→ **Records to process**
Segment Open
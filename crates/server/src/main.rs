use std::{net::SocketAddr, sync::Arc, time::Duration};

use anyhow::Context;
use axum::{
    extract::{
        ws::{Message, WebSocket},
        State, WebSocketUpgrade,
    },
    http::{header, StatusCode},
    response::{Html, IntoResponse},
    routing::{get, post},
    Form, Json, Router,
};
use frame_sync::{ClientAttachment, FrameSync, SyncContext};
use futures::{SinkExt, StreamExt};
use serde::Deserialize;
use shared::error::{ApiError, ErrorCode};
use tokio_stream::wrappers::{errors::BroadcastStreamRecvError, BroadcastStream};
use tower_http::limit::RequestBodyLimitLayer;
use tracing::{debug, info};
use tracing_subscriber::EnvFilter;

mod app_state;
mod config;
mod host;

use app_state::AppState;
use config::load_settings;
use host::{spawn_render_loop, DemoHost};

const INDEX_HTML: &str = include_str!("../assets/index.html");
/// Transport ceiling for one inbound socket message. Anything above this
/// closes the connection; commands above `max_command_bytes` are only dropped.
const SOCKET_MESSAGE_CAP: usize = 64 * 1024;

#[derive(Debug, Deserialize)]
struct PowerForm {
    on: Option<String>,
}

#[derive(Debug, Deserialize)]
struct BrightnessForm {
    b: Option<String>,
}

#[tokio::main]
async fn main() -> anyhow::Result<()> {
    tracing_subscriber::fmt()
        .with_env_filter(EnvFilter::try_from_default_env().unwrap_or_else(|_| "info".into()))
        .init();

    let settings = load_settings();
    let host = DemoHost::new(
        settings.layout.clone(),
        settings.initial_brightness,
        settings.initial_power,
    );
    let ctx = SyncContext::new(host.status_hooks());
    ctx.attach_layout(host.layout().clone(), host.buffers())
        .context("configured layout was rejected")?;

    let sync = Arc::new(FrameSync::new(
        ctx,
        settings.frame_channel_capacity,
        settings.set_broadcast,
    ));
    let _render_loop = spawn_render_loop(
        host,
        Arc::clone(&sync),
        Duration::from_millis(settings.render_interval_ms),
    );

    let state = AppState {
        sync,
        max_command_bytes: settings.max_command_bytes,
    };
    let app = build_router(Arc::new(state));

    let addr: SocketAddr = settings
        .server_bind
        .parse()
        .with_context(|| format!("invalid bind address '{}'", settings.server_bind))?;
    info!(%addr, policy = ?settings.set_broadcast, "server listening");
    let listener = tokio::net::TcpListener::bind(addr).await?;
    axum::serve(listener, app).await?;
    Ok(())
}

fn build_router(state: Arc<AppState>) -> Router {
    Router::new()
        .route("/", get(index))
        .route("/healthz", get(healthz))
        .route("/ws", get(ws_handler))
        .route("/api/state", get(api_state))
        .route("/api/power", post(api_power))
        .route("/api/brightness", post(api_brightness))
        .layer(RequestBodyLimitLayer::new(state.max_command_bytes))
        .with_state(state)
}

async fn index() -> Html<&'static str> {
    Html(INDEX_HTML)
}

async fn healthz() -> &'static str {
    "ok"
}

async fn api_state(State(state): State<Arc<AppState>>) -> impl IntoResponse {
    (
        [(header::CONTENT_TYPE, "application/json")],
        state.sync.current_frame().to_string(),
    )
}

async fn api_power(
    State(state): State<Arc<AppState>>,
    form: Option<Form<PowerForm>>,
) -> Result<&'static str, (StatusCode, Json<ApiError>)> {
    let raw = form
        .and_then(|Form(form)| form.on)
        .ok_or_else(|| missing_field("missing on=0/1"))?;
    state.sync.set_power(parse_leading_int(&raw) != 0);
    Ok("ok")
}

async fn api_brightness(
    State(state): State<Arc<AppState>>,
    form: Option<Form<BrightnessForm>>,
) -> Result<&'static str, (StatusCode, Json<ApiError>)> {
    let raw = form
        .and_then(|Form(form)| form.b)
        .ok_or_else(|| missing_field("missing b=0..255"))?;
    state.sync.set_brightness(parse_leading_int(&raw) as u8);
    Ok("ok")
}

fn missing_field(message: &str) -> (StatusCode, Json<ApiError>) {
    (
        StatusCode::BAD_REQUEST,
        Json(ApiError::new(ErrorCode::Validation, message)),
    )
}

/// Integer prefix of a form value: optional sign then digits, 0 when absent.
fn parse_leading_int(raw: &str) -> i64 {
    let raw = raw.trim_start();
    let (negative, digits) = match raw.as_bytes().first() {
        Some(b'-') => (true, &raw[1..]),
        Some(b'+') => (false, &raw[1..]),
        _ => (false, raw),
    };
    let value = digits
        .bytes()
        .take_while(u8::is_ascii_digit)
        .fold(0i64, |acc, digit| {
            acc.wrapping_mul(10).wrapping_add(i64::from(digit - b'0'))
        });
    if negative {
        value.wrapping_neg()
    } else {
        value
    }
}

async fn ws_handler(ws: WebSocketUpgrade, State(state): State<Arc<AppState>>) -> impl IntoResponse {
    ws.max_message_size(SOCKET_MESSAGE_CAP.max(state.max_command_bytes))
        .on_upgrade(move |socket| ws_connection(state, socket))
}

async fn ws_connection(state: Arc<AppState>, socket: WebSocket) {
    let (mut sender, mut receiver) = socket.split();
    let ClientAttachment { initial, frames } = state.sync.attach_client();
    if sender.send(Message::Text(initial.to_string())).await.is_err() {
        return;
    }

    let mut frames = BroadcastStream::new(frames);
    let send_task = tokio::spawn(async move {
        while let Some(frame) = frames.next().await {
            let frame = match frame {
                Ok(frame) => frame,
                Err(BroadcastStreamRecvError::Lagged(skipped)) => {
                    debug!(skipped, "client lagging, dropping superseded frames");
                    continue;
                }
            };
            if sender.send(Message::Text(frame.to_string())).await.is_err() {
                break;
            }
        }
    });

    while let Some(Ok(msg)) = receiver.next().await {
        match msg {
            Message::Text(text) if text.len() > state.max_command_bytes => {
                debug!(
                    len = text.len(),
                    limit = state.max_command_bytes,
                    "dropping oversized command"
                );
            }
            Message::Text(text) => {
                state.sync.handle_client_message(text.as_bytes());
            }
            Message::Close(_) => break,
            _ => {}
        }
    }

    send_task.abort();
    info!("client detached");
}

#[cfg(test)]
#[path = "tests/main_tests.rs"]
mod tests;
Segment Closed
→ **The problem**
Output the records in full. Match them exactly.

→ **Exercise output**
filename crates/server/src/main.rs
use std::{net::SocketAddr, sync::Arc, time::Duration};

use anyhow::Context;
use axum::{
    extract::{
        ws::{Message, WebSocket},
        State, WebSocketUpgrade,
    },
    http::{header, StatusCode},
    response::{Html, IntoResponse},
    routing::{get, post},
    Form, Json, Router,
};
use frame_sync::{ClientAttachment, FrameSync, SyncContext};
use futures::{SinkExt, StreamExt};
use serde::Deserialize;
use shared::error::{ApiError, ErrorCode};
use tokio_stream::wrappers::{errors::BroadcastStreamRecvError, BroadcastStream};
use tower_http::limit::RequestBodyLimitLayer;
use tracing::{debug, info};
use tracing_subscriber::EnvFilter;

mod app_state;
mod config;
mod host;

use app_state::AppState;
use config::load_settings;
use host::{spawn_render_loop, DemoHost};

const INDEX_HTML: &str = include_str!("../assets/index.html");
/// Transport ceiling for one inbound socket message. Anything above this
/// closes the connection; commands above `max_command_bytes` are only dropped.
const SOCKET_MESSAGE_CAP: usize = 64 * 1024;

#[derive(Debug, Deserialize)]
struct PowerForm {
    on: Option<String>,
}

#[derive(Debug, Deserialize)]
struct BrightnessForm {
    b: Option<String>,
}

#[tokio::main]
async fn main() -> anyhow::Result<()> {
    tracing_subscriber::fmt()
        .with_env_filter(EnvFilter::try_from_default_env().unwrap_or_else(|_| "info".into()))
        .init();

    let settings = load_settings();
    let host = DemoHost::new(
        settings.layout.clone(),
        settings.initial_brightness,
        settings.initial_power,
    );
    let ctx = SyncContext::new(host.status_hooks());
    ctx.attach_layout(host.layout().clone(), host.buffers())
        .context("configured layout was rejected")?;

    let sync = Arc::new(FrameSync::new(
        ctx,
        settings.frame_channel_capacity,
        settings.set_broadcast,
    ));
    let _render_loop = spawn_render_loop(
        host,
        Arc::clone(&sync),
        Duration::from_millis(settings.render_interval_ms),
    );

    let state = AppState {
        sync,
        max_command_bytes: settings.max_command_bytes,
    };
    let app = build_router(Arc::new(state));

    let addr: SocketAddr = settings
        .server_bind
        .parse()
        .with_context(|| format!("invalid bind address '{}'", settings.server_bind))?;
    info!(%addr, policy = ?settings.set_broadcast, "server listening");
    let listener = tokio::net::TcpListener::bind(addr).await?;
    axum::serve(listener, app).await?;
    Ok(())
}

fn build_router(state: Arc<AppState>) -> Router {
    Router::new()
        .route("/", get(index))
        .route("/healthz", get(healthz))
        .route("/ws", get(ws_handler))
        .route("/api/state", get(api_state))
        .route("/api/power", post(api_power))
        .route("/api/brightness", post(api_brightness))
        .layer(RequestBodyLimitLayer::new(state.max_command_bytes))
        .with_state(state)
}

async fn index() -> Html<&'static str> {
    Html(INDEX_HTML)
}

async fn healthz() -> &'static str {
    "ok"
}

async fn api_state(State(state): State<Arc<AppState>>) -> impl IntoResponse {
    (
        [(header::CONTENT_TYPE, "application/json")],
        state.sync.current_frame().to_string(),
    )
}

async fn api_power(
    State(state): State<Arc<AppState>>,
    form: Option<Form<PowerForm>>,
) -> Result<&'static str, (StatusCode, Json<ApiError>)> {
    let raw = form
        .and_then(|Form(form)| form.on)
        .ok_or_else(|| missing_field("missing on=0/1"))?;
    state.sync.set_power(parse_leading_int(&raw) != 0);
    Ok("ok")
}

async fn api_brightness(
    State(state): State<Arc<AppState>>,
    form: Option<Form<BrightnessForm>>,
) -> Result<&'static str, (StatusCode, Json<ApiError>)> {
    let raw = form
        .and_then(|Form(form)| form.b)
        .ok_or_else(|| missing_field("missing b=0..255"))?;
    state.sync.set_brightness(parse_leading_int(&raw) as u8);
    Ok("ok")
}

fn missing_field(message: &str) -> (StatusCode, Json<ApiError>) {
    (
        StatusCode::BAD_REQUEST,
        Json(ApiError::new(ErrorCode::Validation, message)),
    )
}

/// Integer prefix of a form value: optional sign then digits, 0 when absent.
fn parse_leading_int(raw: &str) -> i64 {
    let raw = raw.trim_start();
    let (negative, digits) = match raw.as_bytes().first() {
        Some(b'-') => (true, &raw[1..]),
        Some(b'+') => (false, &raw[1..]),
        _ => (false, raw),
    };
    let value = digits
        .bytes()
        .take_while(u8::is_ascii_digit)
        .fold(0i64, |acc, digit| {
            acc.wrapping_mul(10).wrapping_add(i64::from(digit - b'0'))
        });
    if negative {
        value.wrapping_neg()
    } else {
        value
    }
}

async fn ws_handler(ws: WebSocketUpgrade, State(state): State<Arc<AppState>>) -> impl IntoResponse {
    ws.max_message_size(SOCKET_MESSAGE_CAP.max(state.max_command_bytes))
        .on_upgrade(move |socket| ws_connection(state, socket))
}

async fn ws_connection(state: Arc<AppState>, socket: WebSocket) {
    let (mut sender, mut receiver) = socket.split();
    let ClientAttachment { initial, frames } = state.sync.attach_client();
    if sender.send(Message::Text(initial.to_string())).await.is_err() {
        return;
    }

    let mut frames = BroadcastStream::new(frames);
    let send_task = tokio::spawn(async move {
        while let Some(frame) = frames.next().await {
            let frame = match frame {
                Ok(frame) => frame,
                Err(BroadcastStreamRecvError::Lagged(skipped)) => {
                    debug!(skipped, "client lagging, dropping superseded frames");
                    continue;
                }
            };
            if sender.send(Message::Text(frame.to_string())).await.is_err() {
                break;
            }
        }
    });

    while let Some(Ok(msg)) = receiver.next().await {
        match msg {
            Message::Text(text) if text.len() > state.max_command_bytes => {
                debug!(
                    len = text.len(),
                    limit = state.max_command_bytes,
                    "dropping oversized command"
                );
            }
            Message::Text(text) => {
                state.sync.handle_client_message(text.as_bytes());
            }
            Message::Close(_) => break,
            _ => {}
        }
    }

    send_task.abort();
    info!("client detached");
}

#[cfg(test)]
#[path = "tests/main_tests.rs"]
mod tests;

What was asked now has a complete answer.